In other words, we will create a claim (null hypothesis) and use the sample data to check if the claim is valid. If the statement is not true, we will choose an alternative hypothesis. Everything is very simple.
To find out if a claim is valid or not, we will use the p-value to weigh the strength of the evidence to see if it is statistically significant. If the evidence supports the alternative hypothesis, then we reject the null hypothesis and accept the alternative hypothesis. This will be explained in the next section.
Let's use an example to make this concept clearer, and this example will be used throughout this article for other concepts.

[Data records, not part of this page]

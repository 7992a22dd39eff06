//! Google Gemini provider, over either the Generative Language API or Vertex AI.

use super::{GenerationRequest, LlmError, TextGenerator};
use crate::config::GeminiAuth;
use async_trait::async_trait;
use serde::{Deserialize, Serialize};
use std::time::Duration;

const GENERATIVE_LANGUAGE_BASE: &str = "https://generativelanguage.googleapis.com/v1beta";

#[derive(Debug)]
pub struct GeminiGenerator {
    auth: GeminiAuth,
    client: reqwest::Client,
}

impl GeminiGenerator {
    pub fn new(auth: GeminiAuth, timeout: Duration) -> Result<Self, LlmError> {
        let client = reqwest::Client::builder()
            .timeout(timeout)
            .build()
            .map_err(|e| LlmError::NotConfigured(format!("HTTP client: {}", e)))?;
        Ok(Self { auth, client })
    }

    fn endpoint(&self, model: &str) -> String {
        endpoint_for(&self.auth, model)
    }
}

pub(crate) fn endpoint_for(auth: &GeminiAuth, model: &str) -> String {
    match auth {
        GeminiAuth::ApiKey(_) => {
            format!("{}/models/{}:generateContent", GENERATIVE_LANGUAGE_BASE, model)
        }
        GeminiAuth::Vertex {
            project, location, ..
        } => {
            let host = if location == "global" {
                "aiplatform.googleapis.com".to_string()
            } else {
                format!("{}-aiplatform.googleapis.com", location)
            };
            format!(
                "https://{}/v1beta1/projects/{}/locations/{}/publishers/google/models/{}:generateContent",
                host, project, location, model
            )
        }
    }
}

#[derive(Debug, Serialize)]
#[serde(rename_all = "camelCase")]
struct GenerateContentRequest<'a> {
    contents: Vec<Content<'a>>,
    #[serde(skip_serializing_if = "Option::is_none")]
    system_instruction: Option<SystemInstruction<'a>>,
    #[serde(skip_serializing_if = "Vec::is_empty")]
    tools: Vec<Tool>,
    generation_config: GenerationConfig,
}

#[derive(Debug, Serialize)]
struct Content<'a> {
    role: &'static str,
    parts: Vec<Part<'a>>,
}

#[derive(Debug, Serialize)]
struct Part<'a> {
    text: &'a str,
}

#[derive(Debug, Serialize)]
struct SystemInstruction<'a> {
    parts: Vec<Part<'a>>,
}

#[derive(Debug, Serialize)]
#[serde(rename_all = "camelCase")]
struct Tool {
    google_search: GoogleSearch,
}

#[derive(Debug, Serialize)]
struct GoogleSearch {}

#[derive(Debug, Serialize)]
#[serde(rename_all = "camelCase")]
struct GenerationConfig {
    temperature: f32,
    max_output_tokens: u32,
}

#[derive(Debug, Deserialize)]
#[serde(rename_all = "camelCase")]
struct GenerateContentResponse {
    #[serde(default)]
    candidates: Vec<Candidate>,
    prompt_feedback: Option<PromptFeedback>,
}

#[derive(Debug, Deserialize)]
#[serde(rename_all = "camelCase")]
struct Candidate {
    content: Option<CandidateContent>,
    finish_reason: Option<String>,
}

#[derive(Debug, Deserialize)]
struct CandidateContent {
    #[serde(default)]
    parts: Vec<ResponsePart>,
}

#[derive(Debug, Deserialize)]
struct ResponsePart {
    text: Option<String>,
}

#[derive(Debug, Deserialize)]
#[serde(rename_all = "camelCase")]
struct PromptFeedback {
    block_reason: Option<String>,
}

#[derive(Debug, Deserialize)]
struct ApiErrorBody {
    message: String,
    status: Option<String>,
}

#[derive(Debug, Deserialize)]
struct ApiErrorResponse {
    error: ApiErrorBody,
}

fn build_body(request: &GenerationRequest) -> GenerateContentRequest<'_> {
    let system_instruction = if request.system_instruction.trim().is_empty() {
        None
    } else {
        Some(SystemInstruction {
            parts: vec![Part {
                text: &request.system_instruction,
            }],
        })
    };
    let tools = if request.options.web_search {
        vec![Tool {
            google_search: GoogleSearch {},
        }]
    } else {
        Vec::new()
    };

    GenerateContentRequest {
        contents: vec![Content {
            role: "user",
            parts: vec![Part {
                text: &request.prompt,
            }],
        }],
        system_instruction,
        tools,
        generation_config: GenerationConfig {
            temperature: request.options.temperature,
            max_output_tokens: request.options.max_output_tokens,
        },
    }
}

/// Joins the text parts of the first candidate.
fn extract_text(body: &str) -> Result<String, LlmError> {
    let response: GenerateContentResponse =
        serde_json::from_str(body).map_err(|e| LlmError::ParseError(e.to_string()))?;

    if let Some(reason) = response
        .prompt_feedback
        .and_then(|feedback| feedback.block_reason)
    {
        return Err(LlmError::ParseError(format!("Prompt was blocked: {}", reason)));
    }

    let candidate = response
        .candidates
        .into_iter()
        .next()
        .ok_or(LlmError::EmptyResponse)?;

    let text: String = candidate
        .content
        .map(|content| {
            content
                .parts
                .into_iter()
                .filter_map(|part| part.text)
                .collect()
        })
        .unwrap_or_default();

    if text.is_empty() {
        return Err(match candidate.finish_reason {
            Some(reason) => {
                LlmError::ParseError(format!("No text in response (finish reason: {})", reason))
            }
            None => LlmError::EmptyResponse,
        });
    }

    Ok(text)
}

fn api_error(status: u16, body: String) -> LlmError {
    match serde_json::from_str::<ApiErrorResponse>(&body) {
        Ok(parsed) => LlmError::ApiError {
            status,
            message: match parsed.error.status {
                Some(code) => format!("{}: {}", code, parsed.error.message),
                None => parsed.error.message,
            },
        },
        Err(_) => LlmError::ApiError {
            status,
            message: body,
        },
    }
}

#[async_trait]
impl TextGenerator for GeminiGenerator {
    async fn complete(&self, request: &GenerationRequest) -> Result<String, LlmError> {
        let body = build_body(request);
        let mut http = self.client.post(self.endpoint(&request.model)).json(&body);
        http = match &self.auth {
            GeminiAuth::ApiKey(key) => http.header("x-goog-api-key", key),
            GeminiAuth::Vertex { access_token, .. } => http.bearer_auth(access_token),
        };

        let response = http
            .send()
            .await
            .map_err(|e| LlmError::RequestFailed(e.to_string()))?;

        let status = response.status().as_u16();

        if status == 429 {
            let retry_after = response
                .headers()
                .get("retry-after")
                .and_then(|v| v.to_str().ok())
                .and_then(|v| v.parse().ok());
            return Err(LlmError::RateLimited {
                retry_after_secs: retry_after,
            });
        }

        let body = response
            .text()
            .await
            .map_err(|e| LlmError::RequestFailed(e.to_string()))?;

        if !(200..300).contains(&status) {
            return Err(api_error(status, body));
        }

        extract_text(&body)
    }

    fn provider_name(&self) -> &'static str {
        "gemini"
    }
}

#[cfg(test)]
mod tests {
    use super::*;
    use crate::llm::GenOptions;

    fn request(web_search: bool) -> GenerationRequest {
        GenerationRequest {
            model: "gemini-2.0-flash-001".to_string(),
            prompt: "Describe Gurgaon".to_string(),
            system_instruction: "You are a helpful real-estate agent.".to_string(),
            options: GenOptions::new(0.7, 8192, web_search),
        }
    }

    #[test]
    fn test_body_shape_with_search_tool() {
        let req = request(true);
        let json = serde_json::to_value(build_body(&req)).unwrap();
        assert_eq!(json["contents"][0]["role"], "user");
        assert_eq!(json["contents"][0]["parts"][0]["text"], "Describe Gurgaon");
        assert_eq!(
            json["systemInstruction"]["parts"][0]["text"],
            "You are a helpful real-estate agent."
        );
        assert_eq!(json["tools"][0]["googleSearch"], serde_json::json!({}));
        assert_eq!(json["generationConfig"]["maxOutputTokens"], 8192);
    }

    #[test]
    fn test_body_omits_tools_without_search() {
        let req = request(false);
        let json = serde_json::to_value(build_body(&req)).unwrap();
        assert!(json.get("tools").is_none());
    }

    #[test]
    fn test_extract_text_joins_parts() {
        let body = r#"{
            "candidates": [{
                "content": {"role": "model", "parts": [{"text": "**Pune**\n"}, {"text": "- Metro"}]},
                "finishReason": "STOP"
            }]
        }"#;
        assert_eq!(extract_text(body).unwrap(), "**Pune**\n- Metro");
    }

    #[test]
    fn test_extract_text_reports_missing_text() {
        let body = r#"{"candidates": [{"finishReason": "SAFETY"}]}"#;
        let err = extract_text(body).unwrap_err();
        assert!(err.to_string().contains("SAFETY"));

        assert!(matches!(
            extract_text(r#"{"candidates": []}"#),
            Err(LlmError::EmptyResponse)
        ));
        assert!(matches!(
            extract_text("not json"),
            Err(LlmError::ParseError(_))
        ));
    }

    #[test]
    fn test_api_error_message() {
        let err = api_error(
            400,
            r#"{"error": {"code": 400, "message": "API key not valid", "status": "INVALID_ARGUMENT"}}"#
                .to_string(),
        );
        assert_eq!(
            err.to_string(),
            "API returned error: 400 - INVALID_ARGUMENT: API key not valid"
        );
    }

    #[test]
    fn test_vertex_endpoints() {
        let regional = GeminiAuth::Vertex {
            project: "acme".to_string(),
            location: "us-central1".to_string(),
            access_token: "t".to_string(),
        };
        assert_eq!(
            endpoint_for(&regional, "gemini-2.0-flash-001"),
            "https://us-central1-aiplatform.googleapis.com/v1beta1/projects/acme/locations/us-central1/publishers/google/models/gemini-2.0-flash-001:generateContent"
        );

        let global = GeminiAuth::Vertex {
            project: "acme".to_string(),
            location: "global".to_string(),
            access_token: "t".to_string(),
        };
        assert!(endpoint_for(&global, "m").starts_with("https://aiplatform.googleapis.com/"));
    }
}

Example. Suppose a pizzeria claims to have an average of 30 minutes or less delivery time, but you think it is longer than the stated. So you do a hypothesis test and randomly select a delivery time to test the claim:
- — 30
- — 30
- , , — — , .
We will use a one-way test in our case, since it is only important for us that the average delivery time exceeds 30 minutes. We will not consider this possibility in the other direction, as the consequences of the average delivery time being less than or equal to 30 minutes are even more preferable. Here we want to check if there is a chance that the average delivery time is more than 30 minutes. In other words, we want to see if the pizzeria has cheated us.
One of the common ways to test hypotheses is using the Z-test. We will not go into details here as we want to better understand what is happening on the surface before diving deeper.
2. Normal distribution
The normal distribution is a probability density function used to view the distribution of data.

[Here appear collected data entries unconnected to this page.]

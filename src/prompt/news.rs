use chrono::{Duration, Local, NaiveDate, NaiveDateTime};

use super::common::NEWS_CATEGORIES;
use super::template::Fields;

const NEWS_TEMPLATE: &str = r#"
Fetch local civic and infrastructure news updates published from {start_date} to {end_date}
for the city of {city}, focusing on its specific localities or neighborhoods,
in the following categories:
{categories}.

For each relevant story, include:
- City and a context-appropriate locality/neighborhood
- A 1-2 line summary of the issue/development
- Reporting date (in YYYY-MM-DD format)
- A reliable source link which should be original

Only return news reported between {start_date} and {end_date} that fits the categories.
Exclude older or unrelated topics.
Format the response cleanly as a list with each item separated by a blank line.
"#;

pub fn news_template() -> String {
    NEWS_TEMPLATE.to_string()
}

#[derive(Clone, Copy, Debug, PartialEq, Eq)]
pub enum TimeFrame {
    /// The last 7 days.
    Weekly,
    /// The last 24 hours.
    Daily,
}

impl TimeFrame {
    fn lookback(self) -> Duration {
        match self {
            TimeFrame::Weekly => Duration::days(7),
            TimeFrame::Daily => Duration::hours(24),
        }
    }
}

#[derive(Clone, Copy, Debug, PartialEq, Eq)]
pub struct DateRange {
    pub start: NaiveDate,
    pub end: NaiveDate,
}

impl DateRange {
    pub fn ending_at(now: NaiveDateTime, frame: TimeFrame) -> Self {
        Self {
            start: (now - frame.lookback()).date(),
            end: now.date(),
        }
    }

    /// The range ending at the current local time.
    pub fn current(frame: TimeFrame) -> Self {
        Self::ending_at(Local::now().naive_local(), frame)
    }

    pub fn start_str(&self) -> String {
        self.start.format("%Y-%m-%d").to_string()
    }

    pub fn end_str(&self) -> String {
        self.end.format("%Y-%m-%d").to_string()
    }
}

pub fn news_fields(city: &str, range: &DateRange) -> Fields {
    Fields::new()
        .with("city", city.trim())
        .with("start_date", range.start_str())
        .with("end_date", range.end_str())
        .with("categories", NEWS_CATEGORIES)
}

The normal distribution has two parameters, the mean (μ) and the standard deviation, also called sigma (σ).
The mean is the central trend in the distribution. It defines the location of the peak for normal distributions. Standard deviation is a measure of variability. It determines how far from the mean the values tend to fall.

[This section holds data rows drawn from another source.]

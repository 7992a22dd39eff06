//! Explicit per-session state shared between interactions.
//!
//! A session starts empty, collects the last generated descriptions and the names
//! they were generated for, and is cleared when the user is done.

use std::collections::BTreeMap;
use std::fs;
use std::path::Path;

use anyhow::{Context, Result};
use serde::{Deserialize, Serialize};

#[derive(Clone, Copy, Debug, PartialEq, Eq, PartialOrd, Ord, Hash, Serialize, Deserialize)]
#[serde(rename_all = "snake_case")]
pub enum Slot {
    CityDescription,
    CityName,
    MicromarketDescription,
    MicromarketName,
    MicroCityName,
}

#[derive(Clone, Debug, Default, PartialEq, Eq, Serialize, Deserialize)]
pub struct SessionState {
    slots: BTreeMap<Slot, String>,
}

impl SessionState {
    pub fn new() -> Self {
        Self::default()
    }

    pub fn get(&self, slot: Slot) -> Option<&str> {
        self.slots.get(&slot).map(String::as_str)
    }

    pub fn set(&mut self, slot: Slot, value: impl Into<String>) {
        self.slots.insert(slot, value.into());
    }

    pub fn remove(&mut self, slot: Slot) -> Option<String> {
        self.slots.remove(&slot)
    }

    pub fn contains(&self, slot: Slot) -> bool {
        self.slots.contains_key(&slot)
    }

    pub fn is_empty(&self) -> bool {
        self.slots.is_empty()
    }

    pub fn clear(&mut self) {
        self.slots.clear();
    }

    /// Loads a saved session, or starts a new one when `path` does not exist.
    pub fn load(path: &Path) -> Result<Self> {
        if !path.exists() {
            return Ok(Self::new());
        }
        let data = fs::read_to_string(path)
            .with_context(|| format!("Failed to read session file {}", path.display()))?;
        serde_json::from_str(&data)
            .with_context(|| format!("Failed to parse session file {}", path.display()))
    }

    pub fn save(&self, path: &Path) -> Result<()> {
        let data = serde_json::to_string_pretty(self)?;
        fs::write(path, data)
            .with_context(|| format!("Failed to write session file {}", path.display()))
    }
}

The normal distribution is usually associated with the 68-95-99.7 rule (image above).
- 68% of the data are within 1 standard deviation (σ) of the mean (μ)
- 95% of the data are within 2 standard deviations (σ) of the mean (μ)
- 99.7% of the data are within 3 standard deviations (σ) of the mean (μ)
Remember the five sigma threshold for the Higgs boson that I talked about at the beginning? 5 sigma is about 99.99999426696856% of the data that must be received before scientists confirm the discovery of the Higgs boson. This was a strict threshold set to avoid any possible false signals.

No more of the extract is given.